In data mappings, only flagged columns appear in the bulk edit modal. Stage and Close Date editable, Amount locked — you decide.

2
Row selection
Pick records to update

Turn on multi-row selection. Cap at 50 if the field triggers automation — a safety rail worth setting.

3
Header action
Wire the trigger button

Add a header button ("Bulk Edit") and connect it to the built-in "Edit Selected Records" interaction. That kicks off everything.

Once those three pieces are configured, the Data Table handles everything else: rendering the modal, showing the right fields, and pushing the mass update to Salesforce. Most admins have it running in under 15 minutes.

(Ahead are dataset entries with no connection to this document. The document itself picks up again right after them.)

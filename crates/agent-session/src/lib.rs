//! Session protocol for the Agent Core sidebar of the Aeternus shell.
//!
//! The crate is split in three layers:
//!
//! * [`protocol`]: the JSON frames exchanged with the agent service.
//! * [`session`]: a sans-IO state machine that turns transport events and
//!   user input into an append-only message log and outbound frames.
//! * [`transport`]: a tokio task that owns the WebSocket and feeds
//!   [`SessionEvent`]s back to whoever drives the session.
//!
//! ```ignore
//! use agent_session::{connect, AgentSession, SessionInput};
//!
//! # async fn demo() -> agent_session::Result<()> {
//! let (handle, mut events) = connect("ws://localhost:8000/ws/agent");
//! let mut session = AgentSession::new();
//! while let Some(event) = events.recv().await {
//!     if let Some(frame) = session.handle(SessionInput::Transport(event)) {
//!         handle.send(frame)?;
//!     }
//! }
//! # Ok(())
//! # }
//! ```

mod error;
pub mod protocol;
pub mod session;
pub mod transport;

pub use error::{AgentError, Result};
pub use protocol::{ClientFrame, MessageKind, ServerMessage};
pub use session::{AgentMessage, AgentSession, Role, SessionInput, SessionState, SessionStatus};
pub use transport::{connect, AgentHandle, SessionEvent};
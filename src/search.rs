use chrono::NaiveDate;

use crate::date::PartialDate;
use crate::error::SearchError;
use crate::leg::{airport_set, Leg};
use crate::url;

/// Start an empty round-trip search.
pub fn roundtrip() -> RoundtripSearch {
    RoundtripSearch::default()
}

/// Start an itinerary search with one open leg.
pub fn itinerary() -> ItinerarySearch {
    ItinerarySearch::default()
}

fn format_date(date: NaiveDate) -> String {
    date.format("%Y-%m-%d").to_string()
}

/// Two-direction search: departure airports and return airports, each with
/// an optional date. `departing` and `returning` may be called in either
/// order, and a missing field simply contributes no parameter.
#[derive(Debug, Clone, Default, PartialEq, Eq)]
pub struct RoundtripSearch {
    departing: Vec<String>,
    departing_on: Option<NaiveDate>,
    returning: Vec<String>,
    returning_on: Option<NaiveDate>,
}

impl RoundtripSearch {
    pub fn departing<I, S>(&self, airports: I, on: PartialDate) -> Self
    where
        I: IntoIterator<Item = S>,
        S: Into<String>,
    {
        Self {
            departing: airport_set(airports),
            departing_on: on.resolve(),
            returning: self.returning.clone(),
            returning_on: self.returning_on,
        }
    }

    pub fn returning<I, S>(&self, airports: I, on: PartialDate) -> Self
    where
        I: IntoIterator<Item = S>,
        S: Into<String>,
    {
        Self {
            departing: self.departing.clone(),
            departing_on: self.departing_on,
            returning: airport_set(airports),
            returning_on: on.resolve(),
        }
    }

    fn parameters(&self) -> Vec<(String, String)> {
        let mut params = vec![
            ("f".to_string(), self.departing.join(",")),
            ("t".to_string(), self.returning.join(",")),
        ];
        if let Some(date) = self.departing_on {
            params.push(("d".to_string(), format_date(date)));
        }
        if let Some(date) = self.returning_on {
            params.push(("r".to_string(), format_date(date)));
        }
        params
    }

    /// Deep-link URL for this search. Absent airports serialize as empty
    /// values and absent dates are omitted outright, so this never fails.
    pub fn url(&self) -> String {
        url::assemble(&self.parameters())
    }

    /// The same search reshaped as a two-leg itinerary: an outbound leg,
    /// then a return leg with the airports mirrored. Dates carry over,
    /// absent ones stay absent.
    pub fn itinerary(&self) -> ItinerarySearch {
        let outbound = self.departing_on.map(PartialDate::from).unwrap_or_default();
        let inbound = self.returning_on.map(PartialDate::from).unwrap_or_default();
        itinerary()
            .departing(self.departing.iter().cloned(), outbound)
            .arriving(self.returning.iter().cloned())
            .departing(self.returning.iter().cloned(), inbound)
            .arriving(self.departing.iter().cloned())
    }
}

/// Multi-leg search. Legs accumulate in order; at most the trailing leg is
/// still open, every leg before it is complete. That invariant holds by
/// construction: a leg only stops being last once a later `departing` call
/// finds it complete and opens the next one.
#[derive(Debug, Clone, PartialEq, Eq)]
pub struct ItinerarySearch {
    legs: Vec<Leg>,
}

impl Default for ItinerarySearch {
    fn default() -> Self {
        Self {
            legs: vec![Leg::default()],
        }
    }
}

impl ItinerarySearch {
    /// Set the departure on the leg still being filled in, or open a new
    /// leg first if the current one is already complete.
    pub fn departing<I, S>(&self, airports: I, on: PartialDate) -> Self
    where
        I: IntoIterator<Item = S>,
        S: Into<String>,
    {
        let mut legs = self.legs.clone();
        match legs.pop() {
            Some(last) if !last.complete() => legs.push(last.departing(airports, on)),
            Some(last) => {
                legs.push(last);
                legs.push(Leg::default().departing(airports, on));
            }
            None => legs.push(Leg::default().departing(airports, on)),
        }
        Self { legs }
    }

    /// Arrival always lands on the current last leg, even one whose arrival
    /// is already set. It never opens a new leg.
    pub fn arriving<I, S>(&self, airports: I) -> Self
    where
        I: IntoIterator<Item = S>,
        S: Into<String>,
    {
        let mut legs = self.legs.clone();
        match legs.pop() {
            Some(last) => legs.push(last.arriving(airports)),
            None => legs.push(Leg::default().arriving(airports)),
        }
        Self { legs }
    }

    /// The legs gathered so far, oldest first.
    pub fn legs(&self) -> &[Leg] {
        &self.legs
    }

    fn parameters(&self) -> Result<Vec<(String, String)>, SearchError> {
        let segments: Vec<String> = self
            .legs
            .iter()
            .map(Leg::segment)
            .collect::<Result<_, _>>()?;
        Ok(vec![
            ("iti".to_string(), segments.join("*")),
            // tt=m is what the site itself puts on multi-leg searches.
            ("tt".to_string(), "m".to_string()),
        ])
    }

    /// Deep-link URL for this search. Fails if any leg, typically the
    /// still-open last one, has no departure airport yet.
    pub fn url(&self) -> Result<String, SearchError> {
        Ok(url::assemble(&self.parameters()?))
    }
}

Full walkthrough with screenshots: Dynamic Components bulk edit tutorial.

Tips from teams already using bulk edit

Tip 1
Start with one high-volume use case

Don't bulk-enable everything at once. Pick the scenario that wastes your team the most time — usually opportunity stages or case statuses — and build for that first.

Tip 2
Limit editable fields in the modal

15 fields is overwhelming. Most teams expose 3–5. Fewer choices, faster completion.

Tip 3
Confirm before triggering automation

If the field kicks off a process builder, approval, or flow, warn the user. Nobody wants to send 200 surprise email notifications.

Tip 4
Use it alongside filters

Filter by owner, date range, or status first. Then bulk edit the filtered set. Built-in filtering and bulk edit are stronger together than either alone.

Every click you eliminate is time back in your team's day. Bulk edit turns a 30-minute task into 30 seconds.